Claire McNear: Ostensibly, the primary goal of Parcheesi, the American twist on the Indian game Pachisi, is to get each of your four pawns all the way around the board before the other players manage to do the same with theirs.
This is incorrect. The primary goal of Parcheesi is to exploit a rule that allows a single player to force every other player to a standstill that ends only when the first player so chooses. The secondary goal is to use this to inflict as much lasting bitterness and vindictiveness on fellow players as possible. Tertiary goal: Ruin every relationship in your family.
Parcheesi was big in my home growing up. The aforementioned rule stipulates that a player who lands two pawns on the same spot on the board creates what’s called a blockade, so that no other pawn — yours or anyone else’s — can pass the blockade until that player decides to break it up. Practically, at least for us firstborns enraged that younger siblings were receiving strategic board-game assistance from parents, this meant you could get half your pawns home and then spend the rest of your time screwing over other people as your blockade forced them to forfeit turn after turn. Is it cruel? Yes. Is it delightful? Yes. Would my relationship with my little brother be at least two degrees warmer had Parcheesi not set up blockading stalemates? I leave that for you to decide.
Danny Heifetz: Monopoly is about capitalism, and capitalism is about cheating. The reason nobody ever finishes a game of Monopoly is because the only logical outcome is class warfare. In the beginning of each game, the opportunity for prosperity is intoxicating. But initial gains, largely determined by randomness, snowball into entrenched wealth disparity that spawns all-consuming, borderline-omniscient robber barons who slowly sap your desire to continue. Parents who’ve spent years sacrificing real money for their children take the time to relish in this fantasy: taking the money they spent on their kids and investing it in real estate.
Paranoia reigns. You find yourself accusing your brother of stealing $12 from the time you made change 45 minutes ago. The rule book is dissected like a Supreme Court verdict to determine how much money is rewarded for landing on Park Place. The money may be fake, but the lingering sense of distrust that lasts hours after the game ends (read: after someone flips the board in a heated rage) is very real. Most board games are about competitiveness; Monopoly is about arguing with your family about money until you give up.
The Game of Life
Andrew Gruttadaro: The Game of Life is a great game — you go around a Candy Land–like board full of real-life hallmarks, picking up marital partners and kids and money along the way. Amazing stuff happens: You get these little tiles and all of the sudden you’ve opened a successful restaurant or climbed Mount Everest. And it’s impossible to end the game with no money due to devastating student loan debt, so that’s a bonus. But the problem with The Game of Life is its basic premise: it’s the game of life, and it’s extremely easy to place outsized importance on what happens and how you do in it, as if The Game of Life is more of a predictor than a board game based on the whims of a spinner that comes detached WAY TOO OFTEN.
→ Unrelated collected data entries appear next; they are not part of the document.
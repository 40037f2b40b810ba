use crate::core::asset::AssetId;
use chrono::{DateTime, Utc};
use serde::{Deserialize, Serialize};
use std::collections::HashMap;
use std::sync::Arc;
use tokio::sync::RwLock;

#[derive(Debug, Clone, Copy, PartialEq, Eq, Default, Serialize, Deserialize)]
#[serde(rename_all = "snake_case")]
pub enum DistanceMetric {
    #[default]
    Euclidean,
    /// `1 - cos(a, b)`, in `[0, 2]`.
    Cosine,
}

/// Fixed-dimension descriptor produced by a feature extractor.
#[derive(Debug, Clone, PartialEq, Serialize, Deserialize)]
pub struct FeatureVector(Vec<f32>);

impl FeatureVector {
    pub fn new(values: Vec<f32>) -> Self {
        Self(values)
    }

    pub fn as_slice(&self) -> &[f32] {
        &self.0
    }

    pub fn dimension(&self) -> usize {
        self.0.len()
    }

    /// Symmetric, non-negative distance. Vectors of different dimension are
    /// infinitely far apart.
    pub fn distance(&self, other: &FeatureVector, metric: DistanceMetric) -> f32 {
        if self.0.len() != other.0.len() {
            return f32::INFINITY;
        }

        match metric {
            DistanceMetric::Euclidean => self
                .0
                .iter()
                .zip(&other.0)
                .map(|(a, b)| (a - b) * (a - b))
                .sum::<f32>()
                .sqrt(),
            DistanceMetric::Cosine => {
                let mut dot = 0.0f32;
                let mut norm_a = 0.0f32;
                let mut norm_b = 0.0f32;
                for (a, b) in self.0.iter().zip(&other.0) {
                    dot += a * b;
                    norm_a += a * a;
                    norm_b += b * b;
                }
                if norm_a == 0.0 || norm_b == 0.0 {
                    // Two zero vectors are the same picture; zero vs non-zero is not.
                    return if norm_a == norm_b { 0.0 } else { 1.0 };
                }
                let cos = dot / (norm_a.sqrt() * norm_b.sqrt());
                (1.0 - cos.clamp(-1.0, 1.0)).max(0.0)
            }
        }
    }
}

#[derive(Debug, Clone, PartialEq, Serialize, Deserialize)]
pub struct FeatureDescriptor {
    pub asset_id: AssetId,
    pub vector: FeatureVector,
    pub computed_at: DateTime<Utc>,
}

impl FeatureDescriptor {
    pub fn new(asset_id: AssetId, vector: FeatureVector) -> Self {
        Self {
            asset_id,
            vector,
            computed_at: Utc::now(),
        }
    }
}

/// Memoized descriptors keyed by asset id, shared by all extraction workers.
#[derive(Debug, Default)]
pub struct DescriptorCache {
    entries: RwLock<HashMap<AssetId, Arc<FeatureDescriptor>>>,
}

impl DescriptorCache {
    pub fn new() -> Self {
        Self::default()
    }

    pub async fn get(&self, asset_id: &str) -> Option<Arc<FeatureDescriptor>> {
        self.entries.read().await.get(asset_id).cloned()
    }

    /// Store `descriptor`, replacing any previous one for the same asset.
    pub async fn insert(&self, descriptor: FeatureDescriptor) -> Arc<FeatureDescriptor> {
        let descriptor = Arc::new(descriptor);
        self.entries
            .write()
            .await
            .insert(descriptor.asset_id.clone(), descriptor.clone());
        descriptor
    }

    /// Store `descriptor` unless one is already cached; returns the live entry.
    pub async fn insert_if_absent(&self, descriptor: FeatureDescriptor) -> Arc<FeatureDescriptor> {
        let mut entries = self.entries.write().await;
        entries
            .entry(descriptor.asset_id.clone())
            .or_insert_with(|| Arc::new(descriptor))
            .clone()
    }

    pub async fn remove(&self, asset_id: &str) -> Option<Arc<FeatureDescriptor>> {
        self.entries.write().await.remove(asset_id)
    }

    pub async fn clear(&self) {
        self.entries.write().await.clear();
    }

    pub async fn len(&self) -> usize {
        self.entries.read().await.len()
    }

    pub async fn is_empty(&self) -> bool {
        self.entries.read().await.is_empty()
    }
}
The game, by design, begets conflict and intrafamilial judgments. Anytime my sister would win the Nobel Peace Prize or something, the rest of us would be like, “BAHA YEAH RIGHT YOU CAN’T EVEN SPELL,” mercilessly destroying the dreams of a 12-year-old. One time, when I got married in the Game of Life, I announced to the room that my bride would be named Jill (I think I was watching a lot of Home Improvement at the time?). I got dragged for weeks. “Jill sounds like a boring, stupid wife”; “Hey, how’s your dumb ugly wife Jill?” I was 10 years old! Siblings (and honestly adult relatives) can be vicious to each other; they usually don’t need a board game to do so. The Game of Life is a can of gasoline being poured over years of resentment, deep-seated grudges, and repressed emotions.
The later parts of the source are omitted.